Per una casualità del tutto fortuita, recentemente, mi è stato consegnato l’atto di nomina dell’ amministratore di sostegno di Lidia, una 87enne arzilla, ex maestra di scuola elementare, volitiva e a tratti capricciosa, con qualche defaillance non tanto legata ad una patologia etichettabile, quanto piuttosto al suo carattere ed alla preoccupazione di essere messa, un giorno, nella condizione di non poter scegliere autonomamente. Di lei ho parlato nel precedente articolo dal titolo: “Se la società è ipocrita”.
La nomina, alla voce, Oggetto dell’incarico recita:
1. Assistenza e cura personale per quanto di necessità della beneficiaria, anche per il tramite di terze persone […]
2. Riscossione, accredito e gestione delle entrate economiche della beneficiaria, con facoltà di compiere in nome e per conto della stessa, tutte le pratiche amministrative e non […]
3. Sottoscrizione di documenti o dichiarazione ritenuti necessari in nome o per conto della beneficiaria.

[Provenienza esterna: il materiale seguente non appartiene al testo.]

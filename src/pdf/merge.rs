//! Merge selected pages of several PDFs into one document.

use std::collections::{BTreeMap, HashSet};
use std::path::{Path, PathBuf};
use std::str::FromStr;

use lopdf::{Dictionary, Document, Object, ObjectId};
use tracing::{info, warn};

use super::load_document;
use super::ranges::select_pages;
use crate::error::{Result, ToolError};
use crate::report::Report;

/// One input of a merge: a file and an optional page selection.
#[derive(Debug, Clone, PartialEq, Eq)]
pub struct MergeSource {
    pub path: PathBuf,
    /// Page selection such as `1-3,5`; `None` means every page
    pub pages: Option<String>,
}

impl FromStr for MergeSource {
    type Err = String;

    /// Parses `path` or `path:pages`. A trailing `:selection` is only split
    /// off when it looks like a page selection, so Windows drive letters
    /// keep working.
    fn from_str(s: &str) -> std::result::Result<Self, Self::Err> {
        if s.trim().is_empty() {
            return Err("empty input".to_string());
        }
        if let Some((path, pages)) = s.rsplit_once(':') {
            let looks_like_pages = !pages.is_empty()
                && pages
                    .chars()
                    .all(|c| c.is_ascii_digit() || matches!(c, ',' | '-' | ' '));
            if looks_like_pages && !path.is_empty() {
                return Ok(Self {
                    path: PathBuf::from(path),
                    pages: Some(pages.to_string()),
                });
            }
        }
        Ok(Self {
            path: PathBuf::from(s),
            pages: None,
        })
    }
}

fn type_name(object: &Object) -> Option<&[u8]> {
    object
        .as_dict()
        .ok()
        .and_then(|d| d.get(b"Type").ok())
        .and_then(|t| t.as_name().ok())
}

/// Merge the selected pages of `sources`, in order, into `output`.
pub fn merge_pdfs(sources: &[MergeSource], output: &Path) -> Result<Report> {
    if sources.is_empty() {
        return Err(ToolError::InvalidInput("no input files given".to_string()));
    }

    let mut report = Report::new("pdf-merge");
    let mut seen = HashSet::new();
    let mut max_id = 1;
    let mut page_order: Vec<ObjectId> = Vec::new();
    let mut objects: BTreeMap<ObjectId, Object> = BTreeMap::new();
    let mut files_used = 0usize;

    for source in sources {
        if !seen.insert(source.path.clone()) {
            warn!("{} given more than once, ignoring repeat", source.path.display());
            continue;
        }

        let mut doc = load_document(&source.path)?;
        let total = doc.get_pages().len() as u32;
        let selected: Vec<u32> = match &source.pages {
            Some(spec) => select_pages(spec, total)?,
            None => (1..=total).collect(),
        };

        doc.renumber_objects_with(max_id);
        max_id = doc.max_id + 1;

        let pages = doc.get_pages();
        let mut kept = 0;
        for number in &selected {
            if let Some(&page_id) = pages.get(number) {
                super::materialize_inherited(&mut doc, page_id)?;
                page_order.push(page_id);
                kept += 1;
            }
        }
        if kept == 0 {
            warn!("{} contributes no pages, skipping", source.path.display());
            continue;
        }

        info!("Taking {} of {} pages from {}", kept, total, source.path.display());
        files_used += 1;
        objects.extend(doc.objects);
    }

    if page_order.is_empty() {
        return Err(ToolError::InvalidInput("no pages selected".to_string()));
    }

    let mut merged = Document::with_version("1.5");
    for (id, object) in objects {
        // Each source's page tree and catalog are replaced by the new ones.
        match type_name(&object) {
            Some(b"Catalog") | Some(b"Pages") | Some(b"Outlines") | Some(b"Outline") => {}
            _ => {
                merged.objects.insert(id, object);
            }
        }
    }
    merged.max_id = max_id;

    let pages_id = merged.new_object_id();
    for page_id in &page_order {
        merged
            .get_dictionary_mut(*page_id)?
            .set("Parent", Object::Reference(pages_id));
    }

    let mut pages_dict = Dictionary::new();
    pages_dict.set("Type", Object::Name(b"Pages".to_vec()));
    pages_dict.set(
        "Kids",
        Object::Array(page_order.iter().map(|id| Object::Reference(*id)).collect()),
    );
    pages_dict.set("Count", Object::Integer(page_order.len() as i64));
    merged.objects.insert(pages_id, Object::Dictionary(pages_dict));

    let mut catalog = Dictionary::new();
    catalog.set("Type", Object::Name(b"Catalog".to_vec()));
    catalog.set("Pages", Object::Reference(pages_id));
    let catalog_id = merged.add_object(catalog);
    merged.trailer.set("Root", Object::Reference(catalog_id));

    // Unselected pages are no longer reachable from the new tree.
    merged.prune_objects();
    merged.renumber_objects();
    merged.compress();
    if let Some(parent) = output.parent().filter(|p| !p.as_os_str().is_empty()) {
        std::fs::create_dir_all(parent)?;
    }
    merged.save(output)?;

    report.push_output(output);
    Ok(report.with_summary(format!(
        "merged {} pages from {} files",
        page_order.len(),
        files_used
    )))
}

#[cfg(test)]
mod tests {
    use super::super::test_support::sample_document;
    use super::*;

    #[test]
    fn parses_source_with_selection() {
        let source: MergeSource = "docs/a.pdf:1-3,5".parse().unwrap();
        assert_eq!(source.path, PathBuf::from("docs/a.pdf"));
        assert_eq!(source.pages.as_deref(), Some("1-3,5"));

        let plain: MergeSource = "C:\\docs\\b.pdf".parse().unwrap();
        assert_eq!(plain.path, PathBuf::from("C:\\docs\\b.pdf"));
        assert_eq!(plain.pages, None);
    }

    #[test]
    fn merges_selected_pages_in_order() {
        let dir = tempfile::tempdir().unwrap();
        let a = dir.path().join("a.pdf");
        let b = dir.path().join("b.pdf");
        sample_document(3).save(&a).unwrap();
        sample_document(4).save(&b).unwrap();

        let out = dir.path().join("merged.pdf");
        let sources = vec![
            MergeSource { path: a.clone(), pages: Some("3,1".into()) },
            MergeSource { path: b, pages: None },
            MergeSource { path: a, pages: None },
        ];
        let report = merge_pdfs(&sources, &out).unwrap();
        assert_eq!(report.summary, "merged 6 pages from 2 files");

        let merged = Document::load(&out).unwrap();
        assert_eq!(merged.get_pages().len(), 6);
        let first = *merged.get_pages().get(&1).unwrap();
        let text = merged.extract_text(&[1]).unwrap();
        assert!(text.contains("Page 1"), "unexpected text: {text}");
        assert!(merged.get_dictionary(first).unwrap().has(b"MediaBox"));
    }

    #[test]
    fn source_without_matching_pages_is_skipped() {
        let dir = tempfile::tempdir().unwrap();
        let a = dir.path().join("a.pdf");
        let b = dir.path().join("b.pdf");
        sample_document(2).save(&a).unwrap();
        sample_document(3).save(&b).unwrap();

        let out = dir.path().join("merged.pdf");
        let sources = vec![
            MergeSource { path: a, pages: Some("9".into()) },
            MergeSource { path: b, pages: None },
        ];
        let report = merge_pdfs(&sources, &out).unwrap();
        assert_eq!(report.summary, "merged 3 pages from 1 files");
        assert_eq!(Document::load(&out).unwrap().get_pages().len(), 3);
    }

    #[test]
    fn malformed_selection_still_fails() {
        let dir = tempfile::tempdir().unwrap();
        let a = dir.path().join("a.pdf");
        sample_document(2).save(&a).unwrap();
        let sources = vec![MergeSource { path: a, pages: Some("0-1".into()) }];
        assert!(matches!(
            merge_pdfs(&sources, &dir.path().join("m.pdf")),
            Err(ToolError::InvalidPageRange { .. })
        ));
    }

    #[test]
    fn selection_outside_every_document_fails() {
        let dir = tempfile::tempdir().unwrap();
        let a = dir.path().join("a.pdf");
        sample_document(2).save(&a).unwrap();
        let sources = vec![MergeSource { path: a, pages: Some("9".into()) }];
        assert!(merge_pdfs(&sources, &dir.path().join("m.pdf")).is_err());
    }
}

4. Eventuali apertura e chiusura o comunque gestione di conti correnti o libretti intestati o cointestati alla beneficiaria […]
5. Pagamento delle spese di mantenimento o personali ove non vi provveda direttamente l’amministrata.
6. Presentazione annuale della dichiarazione dei redditi e pagamento delle imposte […]
7. Sottoscrizione di qualunque contratto […]
8. Ritiro di qualunque lettera o raccomandata, telegramma o plico postale […]
9. Acquisizione di qualunque documentazione medica e sostegno della beneficiaria nel prestare il consenso informato.
10. Gestione o amministrazione ordinaria dei beni immobili di proprietà esclusiva dell’amministrata o in sua comproprietà […]
E già dalla lettura di questa prima parte sono rimasta di stucco. Ma il resto, a mio parere, è molto peggio:
Atti che l’amministratore può compiere in nome o per conto della beneficiaria:
tutti quelli necessari per far fronte all’oggetto dell’incarico come precisato […]
Atti che la beneficiaria dell’amministrazione di sostegno può compiere da sola:
1. Atti della vita quotidiana
2. Atti di disponibilità mensile nei limiti concordati con l’amministratore di sostegno
3. Eventuale effettuazione di prelievi dal proprio conto corrente o libretto di somme di denaro sempre nei limiti concordati dall’amministratore di sostegno.
E no, questo è inaccettabile. E’ troppo.
Questo non è un sostegno, questa è una interdizione.
Sostegno è una parola nobile, come lo è istituzione, come lo è ricovero, residenza protetta e la stessa interdizione. E’ l’ interpretazione di comodo e l’uso che noi facciamo di queste parole che le abbruttisce, le rende ipocrite, false, senz’anima.
Perché, se è vero, e io concordo, che le parole hanno un’anima, le parole possono anche avvelenarla e stregarla.
Concludo con due diapositive gentilmente offerte dal mio amico Ferdinando Schiavo, del quale condivido pensieri e azioni:
Non so se si tratta di idealismo o di una forma estrema di ottimismo, ma forse raccontare le storie di persone intente a sopravvivere ai bordi di questa società un giorno potrà servire a ridare anima alle parole alle quali è stata rubata e renderle di nuovo capaci di infondere coraggio e forza.